Which of the two model values complex gambles most accurately? To answer this question, we first ask: when is the cash equivalent under OPT higher than under CPT, and when is the opposite true? Before we derive some predictions, we consider a typical probability weighting function, shown in Fig. 1. The weighting function is inverse S-shaped, concave for small probabilities, and convex for large probabilities (Wu and Gonzalez 1996), and exhibits lower subadditivity, \(\pi (p)>\pi (p+q)-\pi (q)\) for \(p+q<1\), as well as upper subadditivity, \(1-\pi (1-p) > \pi (1-q)-\pi (1-q-p)\) for \(1-q-p>0\) (Tversky and Wakker 1995). Lower and upper subadditivity hold empirically both at the level of aggregate data (Tversky and Fox 1995; see also, Abdellaoui 2000; Bleichrodt and Pinto 2000; Fox and Tversky 1998; Gonzalez and Wu 1999) and at the level of the individual subject (Abdellaoui 2000; Bleichrodt and Pinto 2000; Gonzalez and Wu 1999). Informally, lower subadditivity captures the boundary effect near zero, often called the possibility effect, while upper subadditivity captures the boundary effect near 1, often called the certainty effect.

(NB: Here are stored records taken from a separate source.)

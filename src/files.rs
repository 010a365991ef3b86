//! Glob-pattern deletion for project scripts (`delete("build/*.so")`).
//!
//! Supported wildcards: `*` (any run of characters inside one path
//! segment), `?` (one character) and `**` (any number of segments).

use anyhow::{Context, Result};
use regex::Regex;
use std::fs;
use std::path::{Path, PathBuf};
use walkdir::WalkDir;

fn has_wildcard(s: &str) -> bool {
    s.contains(['*', '?'])
}

/// Translate a glob pattern into an anchored regex over `/`-separated paths.
pub fn glob_to_regex(pattern: &str) -> Result<Regex> {
    let mut re = String::from("^");
    let mut chars = pattern.chars().peekable();

    while let Some(c) = chars.next() {
        match c {
            '*' if chars.peek() == Some(&'*') => {
                chars.next();
                if chars.peek() == Some(&'/') {
                    chars.next();
                    re.push_str("(?:.*/)?");
                } else {
                    re.push_str(".*");
                }
            }
            '*' => re.push_str("[^/]*"),
            '?' => re.push_str("[^/]"),
            _ => re.push_str(&regex::escape(&c.to_string())),
        }
    }
    re.push('$');

    Regex::new(&re).with_context(|| format!("Invalid glob pattern '{}'", pattern))
}

/// Expand `pattern` to the existing paths it matches.
pub fn glob(pattern: &str) -> Result<Vec<PathBuf>> {
    let pattern = pattern.replace('\\', "/");

    if !has_wildcard(&pattern) {
        let path = PathBuf::from(&pattern);
        return Ok(if path.exists() { vec![path] } else { Vec::new() });
    }

    // Walk from the deepest directory without wildcards
    let segments: Vec<&str> = pattern.split('/').collect();
    let fixed = segments.iter().take_while(|s| !has_wildcard(s)).count();
    let base = segments[..fixed].join("/");
    let walk_root = match base.as_str() {
        "" if pattern.starts_with('/') => "/".to_string(),
        "" => ".".to_string(),
        _ => base.clone(),
    };

    let matcher = glob_to_regex(&pattern)?;
    let mut matches = Vec::new();
    for entry in WalkDir::new(&walk_root)
        .min_depth(1)
        .into_iter()
        .filter_map(|e| e.ok())
    {
        let mut candidate = entry.path().to_string_lossy().replace('\\', "/");
        if base.is_empty() && !pattern.starts_with('/') {
            candidate = candidate.trim_start_matches("./").to_string();
        }
        if matcher.is_match(&candidate) {
            matches.push(entry.into_path());
        }
    }
    Ok(matches)
}

/// Delete every file or directory matching `pattern`. Returns how many
/// matched paths were removed.
pub fn delete(pattern: &str) -> Result<usize> {
    let mut removed = 0;
    for path in glob(pattern)? {
        // A parent matched earlier may already have taken this one with it
        if !path.exists() {
            continue;
        }
        remove(&path)?;
        removed += 1;
    }
    Ok(removed)
}

fn remove(path: &Path) -> Result<()> {
    if path.is_dir() {
        fs::remove_dir_all(path).with_context(|| format!("Failed to remove {}", path.display()))
    } else {
        fs::remove_file(path).with_context(|| format!("Failed to remove {}", path.display()))
    }
}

In addition, the probability weighting function intersects the identity line below \(p=0.5\), a property called subcertainty (Kahneman and Tversky 1979; Tversky and Kahneman 1992), which can be interpreted as consistent with the certainty effect being larger than the possibility effect (Tversky and Fox 1995), although there is substantial heterogeneity (e.g., Bruhin et al. 2010; Fehr-Duda et al. 2006; Gonzalez and Wu 1999; Murphy and ten Brincke 2018).

Fig. 1
figure 1

A typical probability weighting function, \(\pi (\cdot )\). The weighting function is inverse S-shaped, concave for small probabilities, and convex for medium to large probabilities, and intersects the identity line below \(\frac{1}{2}\)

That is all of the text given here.